_Supplied material_.
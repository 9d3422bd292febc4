//! Application configuration
//!
//! Configuration is loaded from:
//! 1. Default values
//! 2. Config file (~/.config/wordsnap/config.toml)
//! 3. Environment variables (WORDSNAP_* prefix)
//!
//! Environment variables take precedence over config file values. The
//! store itself is in-memory only; the config file is tooling (seed
//! toggle, startup filter, log path), not data persistence.

use anyhow::{Context, Result};
use serde::{Deserialize, Serialize};
use std::path::PathBuf;

/// Environment variable prefix
const ENV_PREFIX: &str = "WORDSNAP";

/// Application configuration
#[derive(Debug, Clone, Serialize, Deserialize)]
pub struct Config {
    /// Whether to seed the store with demo collections and words
    #[serde(default = "default_demo_data")]
    pub demo_data: bool,

    /// Collection id to start filtered to (defaults to "all")
    #[serde(default)]
    pub start_collection: Option<String>,

    /// Log file path, used when WORDSNAP_LOG is set
    #[serde(default)]
    pub log_file: Option<PathBuf>,
}

impl Default for Config {
    fn default() -> Self {
        Self {
            demo_data: default_demo_data(),
            start_collection: None,
            log_file: None,
        }
    }
}

impl Config {
    /// Load configuration from default location and environment
    ///
    /// Order of precedence (highest to lowest):
    /// 1. Environment variables (WORDSNAP_DEMO_DATA, WORDSNAP_START_COLLECTION)
    /// 2. Config file (~/.config/wordsnap/config.toml or WORDSNAP_CONFIG)
    /// 3. Default values
    pub fn load() -> Result<Self> {
        Self::load_from_path(&Self::config_file_path())
    }

    /// Load configuration from a specific path
    ///
    /// Environment variables are still applied as overrides.
    /// If the file doesn't exist, defaults are used.
    pub fn load_from_path(path: &PathBuf) -> Result<Self> {
        let mut config = if path.exists() {
            let content = std::fs::read_to_string(path)
                .with_context(|| format!("Failed to read config file: {:?}", path))?;
            toml::from_str(&content)
                .with_context(|| format!("Failed to parse config file: {:?}", path))?
        } else {
            Self::default()
        };

        config.apply_env_overrides();
        Ok(config)
    }

    /// Load configuration from a TOML string (useful for testing)
    pub fn load_from_str(toml_content: &str) -> Result<Self> {
        let mut config: Config =
            toml::from_str(toml_content).context("Failed to parse config TOML")?;
        config.apply_env_overrides();
        Ok(config)
    }

    /// Apply environment variable overrides
    fn apply_env_overrides(&mut self) {
        // WORDSNAP_DEMO_DATA
        if let Ok(val) = std::env::var(format!("{}_DEMO_DATA", ENV_PREFIX)) {
            self.demo_data = val.eq_ignore_ascii_case("true") || val == "1";
        }

        // WORDSNAP_START_COLLECTION
        if let Ok(val) = std::env::var(format!("{}_START_COLLECTION", ENV_PREFIX)) {
            self.start_collection = if val.is_empty() { None } else { Some(val) };
        }

        // WORDSNAP_LOG_FILE
        if let Ok(val) = std::env::var(format!("{}_LOG_FILE", ENV_PREFIX)) {
            self.log_file = if val.is_empty() {
                None
            } else {
                Some(PathBuf::from(val))
            };
        }
    }

    /// Get the config file path
    ///
    /// Can be overridden with WORDSNAP_CONFIG environment variable
    pub fn config_file_path() -> PathBuf {
        if let Ok(path) = std::env::var(format!("{}_CONFIG", ENV_PREFIX)) {
            return PathBuf::from(path);
        }

        dirs::config_dir()
            .unwrap_or_else(|| PathBuf::from("."))
            .join("wordsnap")
            .join("config.toml")
    }
}

fn default_demo_data() -> bool {
    true
}

#[cfg(test)]
mod tests {
    use super::*;
    use std::env;
    use std::sync::Mutex;

    // Mutex to serialize tests that touch environment variables
    static ENV_MUTEX: Mutex<()> = Mutex::new(());

    /// Guard that locks env access and saves/restores env vars
    struct EnvGuard<'a> {
        _lock: std::sync::MutexGuard<'a, ()>,
        saved: Vec<(String, Option<String>)>,
    }

    impl<'a> EnvGuard<'a> {
        fn new(vars: &[&str]) -> Self {
            let lock = ENV_MUTEX.lock().unwrap();
            let saved = vars
                .iter()
                .map(|&name| (name.to_string(), env::var(name).ok()))
                .collect();
            // Clear all the vars
            for name in vars {
                env::remove_var(name);
            }
            Self { _lock: lock, saved }
        }
    }

    impl Drop for EnvGuard<'_> {
        fn drop(&mut self) {
            for (name, value) in &self.saved {
                match value {
                    Some(v) => env::set_var(name, v),
                    None => env::remove_var(name),
                }
            }
        }
    }

    const ENV_VARS: &[&str] = &[
        "WORDSNAP_DEMO_DATA",
        "WORDSNAP_START_COLLECTION",
        "WORDSNAP_LOG_FILE",
    ];

    #[test]
    fn test_default_config() {
        let config = Config::default();
        assert!(config.demo_data);
        assert!(config.start_collection.is_none());
        assert!(config.log_file.is_none());
    }

    #[test]
    fn test_env_override_demo_data() {
        let _guard = EnvGuard::new(ENV_VARS);

        let mut config = Config::default();
        assert!(config.demo_data);

        env::set_var("WORDSNAP_DEMO_DATA", "false");
        config.apply_env_overrides();
        assert!(!config.demo_data);

        env::set_var("WORDSNAP_DEMO_DATA", "1");
        config.apply_env_overrides();
        assert!(config.demo_data);
    }

    #[test]
    fn test_env_override_start_collection() {
        let _guard = EnvGuard::new(ENV_VARS);

        let mut config = Config::default();
        env::set_var("WORDSNAP_START_COLLECTION", "tech");
        config.apply_env_overrides();
        assert_eq!(config.start_collection, Some("tech".to_string()));

        // Empty string clears it
        env::set_var("WORDSNAP_START_COLLECTION", "");
        config.apply_env_overrides();
        assert!(config.start_collection.is_none());
    }

    #[test]
    fn test_load_from_str() {
        let _guard = EnvGuard::new(ENV_VARS);

        let toml = r#"
            demo_data = false
            start_collection = "fav"
            log_file = "/tmp/wordsnap.log"
        "#;

        let config = Config::load_from_str(toml).unwrap();
        assert!(!config.demo_data);
        assert_eq!(config.start_collection, Some("fav".to_string()));
        assert_eq!(config.log_file, Some(PathBuf::from("/tmp/wordsnap.log")));
    }

    #[test]
    fn test_load_from_path_missing_file() {
        let _guard = EnvGuard::new(ENV_VARS);

        let path = PathBuf::from("/nonexistent/config.toml");
        let config = Config::load_from_path(&path).unwrap();
        // Should return defaults when file doesn't exist
        assert!(config.demo_data);
        assert!(config.start_collection.is_none());
    }

    #[test]
    fn test_load_from_file() {
        let _guard = EnvGuard::new(ENV_VARS);

        let dir = tempfile::tempdir().unwrap();
        let path = dir.path().join("config.toml");
        std::fs::write(&path, "demo_data = false\n").unwrap();

        let config = Config::load_from_path(&path).unwrap();
        assert!(!config.demo_data);
    }

    #[test]
    fn test_load_from_invalid_file_errors() {
        let _guard = EnvGuard::new(ENV_VARS);

        let dir = tempfile::tempdir().unwrap();
        let path = dir.path().join("config.toml");
        std::fs::write(&path, "demo_data = \"not a bool\"\n").unwrap();

        assert!(Config::load_from_path(&path).is_err());
    }
}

_Instructions for the task_. Among the lines above, find those carrying the word "name" and copy them out.

_Reply_.
                .map(|&name| (name.to_string(), env::var(name).ok()))
            for name in vars {
                env::remove_var(name);
            for (name, value) in &self.saved {
                    Some(v) => env::set_var(name, v),
                    None => env::remove_var(name),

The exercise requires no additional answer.